Bied echo aan bij 26 weken zwangerschap
Het aantal late abortussen is vorig jaar fors gestegen, vermoedelijk als gevolg van de zogeheten twintigwekenecho (RD van woensdag). Drs. W. Bloed pleit voor een echo bij 26 weken: abortus is dan niet meer mogelijk en afwijkingen bij de foetus zijn met veel meer zekerheid vast te stellen.
Ziekenhuizen hebben vorig jaar fors meer zwangerschappen beëindigd tussen de 20e en de 24e zwangerschapsweek dan in de jaren ervoor, zo werd vorige week bekend. Van 2005 tot 2007 steeg het aantal late abortussen in ziekenhuizen van 140 naar 227, een toename van maar liefst 62 procent.Op dit moment registreren ziekenhuizen niet of de zwangerschapsafbreking gerelateerd is aan de zogeheten twintigwekenecho, maar volgens de Inspectie voor de Gezondheidszorg is zo’n verband „aannemelijk.” Tevens zijn er signalen dat het onder meer gaat om foetussen met een open ruggetje of hazenlip. Ook is vastgesteld dat gespecialiseerde behandelteams het aantal geboorten van kinderen met deze aandoeningen zien dalen.
Het is daarom een overweging waard de twintigwekenecho in de huidige opzet onder de loep te nemen. Bij dit onderzoek wordt de foetus in detail wordt bekeken en gecontroleerd op eventuele afwijkingen. Deze echo wordt sinds 1 januari 2007 aan iedere zwangere vrouw aangeboden en door alle zorgverzekeraars vergoed.
Als zo’n echo een afwijking bij de foetus aan het licht brengt, is het mogelijk daar bij het vervolg van de zwangerschap op in te spelen, zo wordt gesteld. De prognose voor de foetus kan daardoor aanzienlijk verbeteren. Een andere mogelijkheid is zwangerschapsafbreking, in het geval van ernstige foetale afwijkingen.
Ten diepste is de laatstgenoemde reden het enige gegronde argument waarom het onderzoek wordt verricht bij een termijn van twintig weken. In Nederland is het helaas wettelijk toegestaan een abortus te laten plegen tot een zwangerschapstermijn van 24 weken. Bij een twintigwekenecho is er zodoende voldoende bedenktijd over om te beslissen wel of geen abortus te laten verrichten.
Ik ben van mening dat wie zwangerschapsafbreking afwijst in de huidige opzet beter geen twintigwekenecho kan laten maken. Ik wil dan ook pleiten voor een structureel echoscopisch onderzoek bij bijvoorbeeld 26 weken, waarbij abortus na een afwijkende uitslag geen optie is. In de praktijk blijkt hier behoefte aan te zijn, ook bij zwangeren met een prolifestandpunt op niet-religieuze gronden.

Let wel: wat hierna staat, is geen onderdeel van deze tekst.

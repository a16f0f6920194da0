//! The `extended_temporal` crate implements proleptic Gregorian date and
//! time arithmetic over years far outside the range of ordinary calendar
//! types, at a resolution of 10 femtoseconds.
//!
//! ```rust
//! use extended_temporal::{AbsoluteMoment, SignedDuration};
//!
//! let moment = AbsoluteMoment::try_new_with_time(2014, 4, 20, 18, 45, 0).unwrap();
//! let earlier = moment.subtract(&SignedDuration::try_new(0, 12, 0, 0).unwrap()).unwrap();
//! assert_eq!(earlier, AbsoluteMoment::try_new_with_time(2014, 4, 20, 6, 45, 0).unwrap());
//!
//! // Years beyond 9999 are ordinary values, they just cannot be converted
//! // into the bounded ISO records.
//! let far = AbsoluteMoment::try_new(10_000, 1, 1).unwrap();
//! assert!(!far.is_standard());
//! assert!(far.to_iso_date_time().is_err());
//! ```
//!
//! Two value types carry the public surface, [`AbsoluteMoment`] and
//! [`SignedDuration`]. Both are plain `Copy` values built on a set of pure
//! functions:
//!
//! - [`codec`] packs dates into order preserving day ordinals and clock
//!   times into ticks.
//! - [`calendar`] answers leap year, month length, day of year and weekday
//!   questions for any year.
//! - [`arithmetic`] shifts dates by, and measures them in, arbitrary day
//!   counts without walking day by day.
//! - [`iso`] holds the bounded ISO records used as the host calendar for
//!   years 1 through 9999.
#![no_std]
#![cfg_attr(not(test), forbid(clippy::unwrap_used))]
#![allow(
    clippy::module_name_repetitions,
    clippy::redundant_pub_crate,
    clippy::missing_errors_doc,
    clippy::cast_possible_truncation,
    clippy::cast_sign_loss,
    clippy::cast_precision_loss,
    clippy::cast_possible_wrap
)]

extern crate alloc;
extern crate core;

#[cfg(feature = "std")]
extern crate std;

pub mod arithmetic;
pub mod calendar;
pub mod codec;
pub mod error;
pub mod iso;

mod components;
mod formatting;

use core::cmp::Ordering;

#[doc(inline)]
pub use error::TemporalError;

/// The `extended_temporal` result type
pub type TemporalResult<T> = Result<T, TemporalError>;

pub use crate::{
    calendar::Weekday,
    components::{AbsoluteMoment, SignedDuration},
};

/// A general Sign type.
#[repr(i8)]
#[derive(Debug, Default, Clone, Copy, PartialEq, Eq, PartialOrd, Ord)]
pub enum Sign {
    #[default]
    Positive = 1,
    Zero = 0,
    Negative = -1,
}

impl From<i8> for Sign {
    fn from(value: i8) -> Self {
        match value.cmp(&0) {
            Ordering::Greater => Self::Positive,
            Ordering::Equal => Self::Zero,
            Ordering::Less => Self::Negative,
        }
    }
}

impl Sign {
    /// Returns the sign as `1`, `0` or `-1`.
    #[inline]
    #[must_use]
    pub const fn as_i8(self) -> i8 {
        self as i8
    }
}

// Relevant numeric constants
/// Ticks per second: one tick is 10 femtoseconds.
pub const TICKS_PER_SECOND: u64 = 100_000_000_000_000;
/// Seconds per day constant: 86,400
pub const SECONDS_PER_DAY: u64 = 86_400;
/// Ticks per day constant: 8.64e+18
pub const TICKS_PER_DAY: u64 = TICKS_PER_SECOND * SECONDS_PER_DAY;
/// Ticks per nanosecond constant: 100,000
pub const TICKS_PER_NANOSECOND: u64 = TICKS_PER_SECOND / 1_000_000_000;
/// Nanoseconds per day constant: 8.64e+13
pub const NS_PER_DAY: u64 = SECONDS_PER_DAY * 1_000_000_000;
/// Mean year length in days, used to decide when a span is long enough
/// to skip in whole 400 year cycles.
pub const MEAN_YEAR_DAYS: f64 = 365.242_19;
/// The span, in years, up to which day arithmetic walks year by year.
pub const EXACT_YEAR_THRESHOLD: i64 = 400;
/// The largest supported year: the largest year whose day ordinal fits an `i64`.
pub const MAX_YEAR: i64 = i64::MAX / (codec::DAY_RADIX * codec::MONTH_RADIX) - 1;
/// The smallest supported year.
pub const MIN_YEAR: i64 = -MAX_YEAR;
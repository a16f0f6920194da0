//! The public value types of `extended_temporal`.
//!
//! - [`AbsoluteMoment`]: a calendar instant with an optional time of day.
//! - [`SignedDuration`]: a signed span of days and time.

mod duration;
mod moment;

#[doc(inline)]
pub use duration::SignedDuration;
#[doc(inline)]
pub use moment::AbsoluteMoment;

In een later stadium van de zwangerschap kan bovendien met veel grotere zekerheid worden vastgesteld of er sprake is van aangeboren afwijkingen. De foetus is dan verder ontwikkeld en de organen zijn echografisch nauwkeuriger te beoordelen.
Bij de huidige twintigwekenecho komt het regelmatig voor dat er afwijkingen worden gevonden die in een later stadium niet van betekenis blijken te zijn. Het geeft onrust en angst in een periode van over het algemeen blijde verwachting. Onderzoek naar de effecten van stress en angst tijdens de zwangerschap wijzen op een schadelijke invloed in het latere leven van de foetus.
De termijn van 26 weken is niet geheel willekeurig gesteld. Stel dat er sprake is van ernstige afwijkingen, waarbij het leven van de foetus in gevaar is, dan kan worden besloten de foetus geboren te laten worden. Er is dan een aanzienlijke kans dat de foetus in leven kan blijven. Eventuele ingrepen kunnen in een vroeg stadium worden uitgevoerd.
Zo’n 26 wekenecho is mijns inziens een voorbeeld van goed en zorgvuldig verloskundig beleid. Bij een abortus van een foetus vanwege een bij de twintigwekenecho vastgestelde hazenlip of een open ruggetje is daarvan geen sprake.
De auteur is verloskundig actieve huisarts en echografist in Urk.